The Medical Power of Attorney is often confused with another similar planning tool, the “Living Will Declaration.” The Living Will Declaration is a self-activating instruction to the Medical Community to take certain, often life-ending, actions. Unlike the Living Will Declaration, which is a direct instruction to the medical community, a Medical Power of Attorney appoints a person as your agent (just like a General Durable Power of Attorney), to act on your behalf in the process of making medical and health care decisions. These powers can range from daily care decisions to the ultimate end of life decision.
A well-drafted Medical Power of Attorney will not only specifically itemize the powers granted, but it will designate the person who has that authority. There is a specific itemized list of powers which may be granted by statute and it is wise drafting to include those statutory powers in the document.
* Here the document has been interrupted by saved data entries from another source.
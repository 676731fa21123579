//! Poster frame extraction.

use std::path::{Path, PathBuf};
use stash_models::encoding::{POSTER_MAX_SEEK_SECS, POSTER_MAX_WIDTH, POSTER_SEEK_FRACTION};
use tracing::debug;

use crate::command::{Encoder, FfmpegCommand};
use crate::error::{MediaError, MediaResult};
use crate::policy::scale_to_width;
use crate::probe::ProbeResult;

/// Where and at what size to grab the poster frame.
#[derive(Debug, Clone, Copy, PartialEq)]
pub struct PosterPlan {
    pub seek_secs: f64,
    pub width: u32,
    pub height: u32,
}

impl PosterPlan {
    /// Seek to `min(1s, 10% of duration)` so short clips still land on a
    /// frame; cap width at 1280 with an even height.
    pub fn for_probe(probe: &ProbeResult) -> Self {
        let seek_secs = (probe.duration.max(0.0) * POSTER_SEEK_FRACTION).min(POSTER_MAX_SEEK_SECS);
        let (width, height) = scale_to_width(probe.width, probe.height, POSTER_MAX_WIDTH);
        Self {
            seek_secs,
            width,
            height,
        }
    }

    /// FFmpeg command writing a single JPEG frame.
    pub fn command(&self, source: &Path, output: &Path) -> FfmpegCommand {
        FfmpegCommand::new(source, output)
            .seek(self.seek_secs)
            .single_frame()
            .scale(self.width, self.height)
            .output_arg("-q:v")
            .output_arg("2")
    }
}

/// Extract a JPEG poster of `source` into `output`.
pub async fn extract_poster(
    encoder: &dyn Encoder,
    source: &Path,
    probe: &ProbeResult,
    output: &Path,
) -> MediaResult<PathBuf> {
    let plan = PosterPlan::for_probe(probe);
    debug!(
        seek = plan.seek_secs,
        width = plan.width,
        height = plan.height,
        "Extracting poster frame"
    );

    encoder.run(&plan.command(source, output)).await?;

    match tokio::fs::metadata(output).await {
        Ok(meta) if meta.len() > 0 => Ok(output.to_path_buf()),
        _ => Err(MediaError::OutputMissing(output.to_path_buf())),
    }
}

#[cfg(test)]
mod tests {
    use super::*;

    fn probe(duration: f64, width: u32, height: u32) -> ProbeResult {
        ProbeResult {
            video_codec: Some("h264".into()),
            audio_codec: None,
            width,
            height,
            duration,
            container: "mp4".into(),
            byte_size: 10,
            valid: true,
        }
    }

    #[test]
    fn test_seek_bound() {
        assert!((PosterPlan::for_probe(&probe(3.0, 640, 360)).seek_secs - 0.3).abs() < 1e-9);
        assert!((PosterPlan::for_probe(&probe(300.0, 640, 360)).seek_secs - 1.0).abs() < 1e-9);
        assert_eq!(PosterPlan::for_probe(&probe(0.0, 640, 360)).seek_secs, 0.0);
    }

    #[test]
    fn test_poster_size() {
        let plan = PosterPlan::for_probe(&probe(10.0, 1920, 1085));
        assert_eq!((plan.width, plan.height), (1280, 724));

        let plan = PosterPlan::for_probe(&probe(10.0, 640, 479));
        assert_eq!((plan.width, plan.height), (640, 480));
    }

    #[test]
    fn test_poster_command() {
        let plan = PosterPlan::for_probe(&probe(3.0, 1920, 1080));
        let args = plan
            .command(Path::new("/s/original.mp4"), Path::new("/s/poster.jpg"))
            .build_args()
            .join(" ");
        assert!(args.contains("-ss 0.300 -i /s/original.mp4"));
        assert!(args.contains("-vframes 1"));
        assert!(args.contains("scale=1280:720"));
        assert!(args.ends_with("/s/poster.jpg"));
    }

    struct NoOutput;

    #[async_trait::async_trait]
    impl Encoder for NoOutput {
        async fn run(&self, _cmd: &FfmpegCommand) -> MediaResult<()> {
            Ok(())
        }
    }

    #[tokio::test]
    async fn test_missing_output_is_error() {
        let dir = tempfile::tempdir().unwrap();
        let out = dir.path().join("poster.jpg");
        let err = extract_poster(&NoOutput, Path::new("in.mp4"), &probe(5.0, 640, 360), &out)
            .await
            .unwrap_err();
        assert!(matches!(err, MediaError::OutputMissing(_)));
    }
}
The Medical Power of Attorney statute was passed by the Michigan Legislature in late 1990. Prior to that time, the status of the Power of Attorney in making healthcare decisions was questionable. Michigan had some very unclear statutory treatment of the meaning of “death” and how and when life could be terminated.
The medical and legal community alike embraced the advent of the Medical Power of Attorney Statute.
Unlike a general durable power of attorney, the Michigan Medical Power of Attorney statute requires the written determination by two medical professionals that the patient is unable to meaningfully participate in their own health care decision making process, before the agent is authorized to act.
In April of 2004, certain provisions in the Health Care Portability and Accountability Act (HIPAA) which critically effect these Medical Powers of Attorney became active. HIPAA, among (many) other things, provides that a Medical Provider cannot reveal “Protected Health Information” (PHI) to anyone without the prior, written authorization of the patient.
Obviously, when the patient is not competent, this is not possible. The HIPAA regulations provide for a delegation, in writing, by the patient (obviously prior to their becoming incompetent). It is critical that a Medical Power of Attorney contain HIPAA - compliant provisions.
Hospitals and Legislators offer a “fill-in-the-blank” form of Health Care Designation. In my view, while better than nothing, they leave much to be desired and do not cover with sufficient detail, the important provisions which should be in these documents.
The Medical Power of Attorney is one of the fundamental, important tools of estate planning.